The Effect of Forest in Dampening the Diurnal Cycle on Land-Atmosphere Interaction

Forests cover about one-third of the global land area and dominate substantial boundary conditions of land-atmospheric interaction in mountain regions. The critical role of forests in land-atmosphere interaction was investigated by satellite observation and model simulation. Compared to the open field in neighbor grids, the surface temperature of forests was significantly cooler in the daytime and warmer in the nighttime by satellite observation. The evapotranspiration caused the cooling effect during the day. At night, biomass heat storage (BHS) and larger roughness contributed to the warming effect. However, due to the limitation of the observation methodology, the modulation of forest could not be revealed in the dense forest, i.e., Amazon and Borneo rain forests, dominated by giant trees with large amounts of biomass. Therefore, in-situ paired observation within a reasonably close distance and idealized model simulation are scarce. From our observed results, the air temperature above the forest was cooler during the day and warmer at night by comparing the traditional weather station in an open field and above the forest. The damping effect of the forest regulates a diurnal temperature range of approximately 2 degrees. To further illustrate the impact of BHS on the hydro-climatological interaction, we used a land model to simulate how the diurnal cycle of surface heat flux changes.
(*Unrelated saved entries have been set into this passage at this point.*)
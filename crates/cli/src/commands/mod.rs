pub mod check;
pub mod generate;

/// Run a command body, printing its error to stderr and mapping the outcome
/// to an exit code.
pub fn run_command<F>(f: F) -> i32
where
    F: FnOnce() -> Result<(), String>,
{
    match f() {
        Ok(()) => 0,
        Err(err) => {
            eprintln!("{err}");
            1
        }
    }
}
//! Document loading: read a schema file and parse it into an untyped tree.
//!
//! The format is chosen from the file extension. Both formats land in a
//! `serde_json::Value` whose maps keep document order, so every later stage
//! sees one tree shape regardless of the source format.

use std::fs;
use std::path::Path;

use serde_json::Value;
use tracing::debug;

use crate::error::{Error, Result};

/// Source format of a schema document.
#[derive(Debug, Clone, Copy, PartialEq, Eq)]
pub enum Format {
    /// `.yaml` / `.yml`
    Yaml,
    /// `.json`
    Json,
}

impl Format {
    /// Detect the format from a path's extension (case-insensitive).
    pub fn from_path(path: &Path) -> Result<Self> {
        let extension = path
            .extension()
            .and_then(|ext| ext.to_str())
            .map(str::to_ascii_lowercase)
            .unwrap_or_default();

        match extension.as_str() {
            "yaml" | "yml" => Ok(Self::Yaml),
            "json" => Ok(Self::Json),
            _ => Err(Error::UnsupportedFormat { extension }),
        }
    }
}

/// Parse document text in the given format.
pub fn parse_str(content: &str, format: Format) -> std::result::Result<Value, String> {
    match format {
        Format::Yaml => serde_yaml::from_str(content).map_err(|e| e.to_string()),
        Format::Json => serde_json::from_str(content).map_err(|e| e.to_string()),
    }
}

/// Read and parse a schema file.
pub fn load(path: &Path) -> Result<Value> {
    let format = Format::from_path(path)?;
    let content = fs::read_to_string(path).map_err(|source| Error::Io {
        path: path.to_path_buf(),
        source,
    })?;

    debug!(
        path = %path.display(),
        format = ?format,
        bytes = content.len(),
        "Loaded schema document."
    );

    parse_str(&content, format).map_err(|message| Error::Parse {
        path: path.to_path_buf(),
        message,
    })
}

#[cfg(test)]
#[allow(clippy::unwrap_used, clippy::expect_used)]
mod tests {
    use super::*;

    #[test]
    fn test_format_detection() {
        assert_eq!(Format::from_path(Path::new("a.yaml")).unwrap(), Format::Yaml);
        assert_eq!(Format::from_path(Path::new("a.YML")).unwrap(), Format::Yaml);
        assert_eq!(Format::from_path(Path::new("dir/a.json")).unwrap(), Format::Json);

        let err = Format::from_path(Path::new("a.toml")).unwrap_err();
        assert!(matches!(err, Error::UnsupportedFormat { ref extension } if extension == "toml"));

        let err = Format::from_path(Path::new("schema")).unwrap_err();
        assert!(matches!(err, Error::UnsupportedFormat { ref extension } if extension.is_empty()));
    }

    #[test]
    fn test_yaml_keeps_key_order() {
        let value = parse_str("zeta: 1\nalpha: 2\nmid: 3\n", Format::Yaml).unwrap();
        let keys: Vec<_> = value.as_object().unwrap().keys().cloned().collect();
        assert_eq!(keys, vec!["zeta", "alpha", "mid"]);
    }

    #[test]
    fn test_json_and_yaml_agree() {
        let json = parse_str(r#"{"asyncapi": "3.0.0", "info": {"title": "T"}}"#, Format::Json).unwrap();
        let yaml = parse_str("asyncapi: 3.0.0\ninfo:\n  title: T\n", Format::Yaml).unwrap();
        assert_eq!(json, yaml);
    }

    #[test]
    fn test_invalid_text_is_reported() {
        assert!(parse_str("{ not json", Format::Json).is_err());
        assert!(parse_str("a: [1, 2", Format::Yaml).is_err());
    }
}
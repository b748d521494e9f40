//! The resolved model handed to every emitter.
//!
//! A [`ResolvedModel`] is built once per run by [`ResolvedModel::build`]
//! (validate → deserialize → resolve → classify) and is read-only
//! afterwards. Construction either fully succeeds or returns the first
//! error; no partially built model is ever observable.
//!
//! Message and schema names are the only keys linking generated artifacts:
//! a message named `ping` is `PingHandler`, `registerPing`, `onPing`, and
//! the registry key `'ping'` in every file.

use std::collections::HashMap;
use std::collections::hash_map::Entry;

use serde_json::Value;
use tracing::info;

use crate::classify::classify;
use crate::document::{AsyncApiDocument, Schema};
use crate::emit::types::type_name;
use crate::emit::utils::message_stem;
use crate::error::{Error, Result};
use crate::ordered::OrderedMap;
use crate::resolve::resolve;
use crate::validate::validate;

/// Default port for generated servers and clients.
pub const DEFAULT_PORT: u16 = 8080;
/// Default host for generated clients.
pub const DEFAULT_HOST: &str = "localhost";

/// Which side of the connection originates a message.
#[derive(Debug, Clone, Copy, PartialEq, Eq)]
pub enum Direction {
    /// Client → server; the server registers a handler.
    Send,
    /// Server → client; the client registers a listener.
    Receive,
}

impl Direction {
    /// Parse an operation's `action` value.
    pub fn from_action(operation: &str, action: &str) -> Result<Self> {
        match action {
            "send" => Ok(Self::Send),
            "receive" => Ok(Self::Receive),
            other => Err(Error::UnknownAction {
                operation: operation.to_string(),
                action: other.to_string(),
            }),
        }
    }

    /// The action keyword for this direction.
    pub fn as_str(self) -> &'static str {
        match self {
            Self::Send => "send",
            Self::Receive => "receive",
        }
    }
}

/// A message with its payload reference replaced by the schema it names.
#[derive(Debug, Clone, PartialEq)]
pub struct ResolvedMessage {
    /// Message name; the cross-artifact linking key.
    pub name: String,
    /// Message title, or its declared `name` when untitled.
    pub title: Option<String>,
    /// One-line summary.
    pub summary: Option<String>,
    /// Content type after `defaultContentType` and fallback.
    pub content_type: String,
    /// Name of the payload schema under `components.schemas`.
    pub schema_name: String,
    /// The payload schema.
    pub schema: Schema,
}

/// A channel with its message references resolved to message names.
#[derive(Debug, Clone, PartialEq, Eq)]
pub struct ResolvedChannel {
    /// Channel name as declared under `channels`.
    pub name: String,
    /// Channel address, if any.
    pub address: Option<String>,
    /// Message names in declared order.
    pub messages: Vec<String>,
}

/// An operation with its direction decided and references resolved.
#[derive(Debug, Clone, PartialEq, Eq)]
pub struct ResolvedOperation {
    /// Operation name as declared under `operations`.
    pub name: String,
    /// Who originates the operation's messages.
    pub direction: Direction,
    /// Name of the channel the operation is bound to.
    pub channel: String,
    /// Description, or the summary when no description is given.
    pub description: Option<String>,
    /// Message names in declared order, without repeats.
    pub messages: Vec<String>,
}

/// Connection settings taken from a declared server.
#[derive(Debug, Clone, PartialEq, Eq)]
pub struct ServerInfo {
    /// Server name as declared under `servers`.
    pub name: String,
    /// Host name.
    pub host: String,
    /// Declared port, if any.
    pub port: Option<u16>,
    /// `wss` when declared as such, `ws` for anything else.
    pub protocol: String,
    /// Path appended to the URL.
    pub pathname: Option<String>,
}

impl ServerInfo {
    /// Declared port or [`DEFAULT_PORT`].
    pub fn port_or_default(&self) -> u16 {
        self.port.unwrap_or(DEFAULT_PORT)
    }

    /// Connection URL, e.g. `ws://localhost:8080/chat`.
    pub fn url(&self) -> String {
        format!(
            "{}://{}:{}{}",
            self.protocol,
            self.host,
            self.port_or_default(),
            self.pathname.as_deref().unwrap_or_default()
        )
    }
}

impl Default for ServerInfo {
    fn default() -> Self {
        Self {
            name: String::new(),
            host: DEFAULT_HOST.to_string(),
            port: None,
            protocol: "ws".to_string(),
            pathname: None,
        }
    }
}

/// Fully resolved, direction-classified model of a document.
#[derive(Debug, Clone, PartialEq)]
pub struct ResolvedModel {
    title: String,
    version: String,
    description: Option<String>,
    servers: Vec<ServerInfo>,
    schemas: OrderedMap<String, Schema>,
    messages: OrderedMap<String, ResolvedMessage>,
    channels: Vec<ResolvedChannel>,
    operations: Vec<ResolvedOperation>,
    send_operations: OrderedMap<String, ResolvedMessage>,
    receive_operations: OrderedMap<String, ResolvedMessage>,
}

impl ResolvedModel {
    /// Run the whole pipeline over a parsed document tree.
    ///
    /// The structural check runs before anything else; a tree missing a
    /// mandatory section never reaches reference resolution.
    pub fn build(tree: &Value) -> Result<Self> {
        let tree = validate(tree)?;
        let doc = AsyncApiDocument::from_value(tree.clone())?;
        Self::from_document(&doc)
    }

    /// Build the model from an already deserialized document.
    pub fn from_document(doc: &AsyncApiDocument) -> Result<Self> {
        let resolved = resolve(doc)?;
        let classified = classify(&resolved)?;
        check_identifiers(resolved.messages.keys(), message_stem)?;
        check_identifiers(doc.components.schemas.keys(), type_name)?;

        let servers = doc
            .servers
            .iter()
            .map(|(name, server)| ServerInfo {
                name: name.clone(),
                host: server.host.clone(),
                port: server.port,
                protocol: if server.protocol == "wss" { "wss" } else { "ws" }.to_string(),
                pathname: server.pathname.clone(),
            })
            .collect();

        let model = Self {
            title: doc.info.title.clone(),
            version: doc.info.version.clone(),
            description: doc.info.description.clone(),
            servers,
            schemas: doc.components.schemas.clone(),
            messages: resolved.messages,
            channels: resolved.channels,
            operations: classified.operations,
            send_operations: classified.send,
            receive_operations: classified.receive,
        };

        info!(
            title = %model.title,
            schemas = model.schemas.len(),
            send = model.send_operations.len(),
            receive = model.receive_operations.len(),
            "Built resolved model."
        );

        Ok(model)
    }

    /// API title from `info`.
    pub fn title(&self) -> &str {
        &self.title
    }

    /// API version from `info`.
    pub fn version(&self) -> &str {
        &self.version
    }

    /// API description from `info`.
    pub fn description(&self) -> Option<&str> {
        self.description.as_deref()
    }

    /// Declared servers in document order.
    pub fn servers(&self) -> &[ServerInfo] {
        &self.servers
    }

    /// The first declared server; it configures generated URLs and ports.
    pub fn primary_server(&self) -> Option<&ServerInfo> {
        self.servers.first()
    }

    /// Component schemas in declared order.
    pub fn schemas(&self) -> &OrderedMap<String, Schema> {
        &self.schemas
    }

    /// Every resolved message, in order of first appearance.
    pub fn messages(&self) -> &OrderedMap<String, ResolvedMessage> {
        &self.messages
    }

    /// Channels in document order.
    pub fn channels(&self) -> &[ResolvedChannel] {
        &self.channels
    }

    /// Classified operations in document order.
    pub fn operations(&self) -> &[ResolvedOperation] {
        &self.operations
    }

    /// Client → server messages; each needs a server-side handler.
    pub fn send_operations(&self) -> &OrderedMap<String, ResolvedMessage> {
        &self.send_operations
    }

    /// Server → client messages; each needs a client-side listener.
    pub fn receive_operations(&self) -> &OrderedMap<String, ResolvedMessage> {
        &self.receive_operations
    }

    /// Distinct message names across both directions: send names first,
    /// then receive names not already listed.
    pub fn message_type_union(&self) -> Vec<&str> {
        let mut names: Vec<&str> = self.send_operations.keys().map(String::as_str).collect();
        for name in self.receive_operations.keys() {
            if !self.send_operations.contains_key(name) {
                names.push(name);
            }
        }
        names
    }

    /// Messages of [`message_type_union`](Self::message_type_union), in the same order.
    pub fn union_messages(&self) -> impl Iterator<Item = &ResolvedMessage> {
        self.send_operations.values().chain(
            self.receive_operations
                .iter()
                .filter(|(name, _)| !self.send_operations.contains_key(*name))
                .map(|(_, message)| message),
        )
    }
}

/// Reject two names that generate the same TypeScript identifier.
fn check_identifiers<'a>(
    names: impl Iterator<Item = &'a String>,
    identifier: fn(&str) -> String,
) -> Result<()> {
    let mut seen: HashMap<String, &str> = HashMap::new();
    for name in names {
        match seen.entry(identifier(name)) {
            Entry::Occupied(taken) => {
                return Err(Error::NameCollision {
                    identifier: taken.key().clone(),
                    first: (*taken.get()).to_string(),
                    second: name.clone(),
                });
            }
            Entry::Vacant(slot) => {
                slot.insert(name);
            }
        }
    }
    Ok(())
}
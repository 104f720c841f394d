//! # webflow - a typed, retry-aware Webflow CMS client
//!
//! Reads collections and their items from the Webflow Data API. Every call is
//! an authenticated GET that is retried with backoff on rate limiting and
//! transient failures. Item listings are paged transparently, with a hard
//! page budget so a misbehaving server can never cause an endless walk.
//!
//! ## Quick Start
//!
//! ```no_run
//! use webflow::{Client, CollectionItem, ItemLookup, WebflowApi};
//!
//! #[tokio::main]
//! async fn main() -> Result<(), webflow::Error> {
//!     let client = Client::new("my-api-token", "my-site-id")?;
//!
//!     // Collections are matched by name or slug, ignoring case.
//!     if let Some(posts) = client.find_collection_by_name("blog posts").await? {
//!         // Fetch every item, following up to 10 pages after the first.
//!         for raw in client.list_items(&posts.id, 10).await? {
//!             let item = CollectionItem::from_raw(&raw)?;
//!             println!("{} ({})", item.name, item.id);
//!         }
//!     }
//!
//!     // Or go straight to one item.
//!     let lookup = ItemLookup::new().collection_slug("post").item_name("Hello");
//!     if let Some(raw) = client.get_item(&lookup).await? {
//!         println!("{}", raw.get());
//!     }
//!
//!     Ok(())
//! }
//! ```
//!
//! ## Items are opaque
//!
//! Each collection has its own schema, so items are handed back as
//! [`RawItem`]s and decoded by the caller. To process pages as they arrive
//! instead of collecting the whole listing, use
//! [`WebflowApi::for_each_item_page`]:
//!
//! ```no_run
//! use serde::Deserialize;
//! use webflow::{decode_item, Client, RawItem, WebflowApi};
//!
//! #[derive(Deserialize)]
//! struct Post {
//!     name: String,
//!     #[serde(rename = "post-summary")]
//!     summary: String,
//! }
//!
//! # async fn example(client: Client) -> Result<(), webflow::Error> {
//! let mut posts = Vec::new();
//! client
//!     .for_each_item_page("580e63fc8c9a982ac9b8b745", 10, &mut |page: Vec<RawItem>| {
//!         for raw in page {
//!             posts.push(decode_item::<Post>(&raw)?);
//!         }
//!         Ok(())
//!     })
//!     .await?;
//! # Ok(())
//! # }
//! ```
//!
//! ## Not found is not an error
//!
//! Lookups return `Ok(None)` when nothing matches. [`Error`] is reserved for
//! real failures, which [`Error::kind`] sorts into transport failures,
//! structured API errors, malformed payloads and page handler failures.
//!
//! ## Testing code that uses this crate
//!
//! Depend on [`WebflowApi`] rather than [`Client`], and hand your code a
//! [`fake::FakeApi`] in tests.

mod api;
mod client;
mod collections;
mod error;
pub mod fake;
mod items;
pub mod pagination;
pub mod rate_limit;
mod request;
mod response;
pub mod retry;

pub use api::WebflowApi;
pub use client::{Client, ClientBuilder, API_VERSION, DEFAULT_BASE_URL};
pub use collections::Collection;
pub use error::{Error, ErrorKind, ErrorResponse, Result};
pub use items::{decode_item, CollectionItem, CollectionSelector, ItemLookup, ItemPage, RawItem};
pub use request::GetRequest;
pub use response::Response;
pub use retry::{RetryPredicate, RetryStrategy};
Considering the BHS in the model, the latent heat flux and sensible heat flux decrease during the daytime. At night, the heat stored in the biomass releases into the atmosphere and warms the air temperature above the canopy significantly. That is, the changes in the diurnal temperature range after deforestation might be larger than the previous simulated estimation. Thus, understanding the characteristics of hydro-climatological interaction in multiple land types from comprehensive local observation and regional model simulation is crucial for the diurnal atmospheric boundary layer development.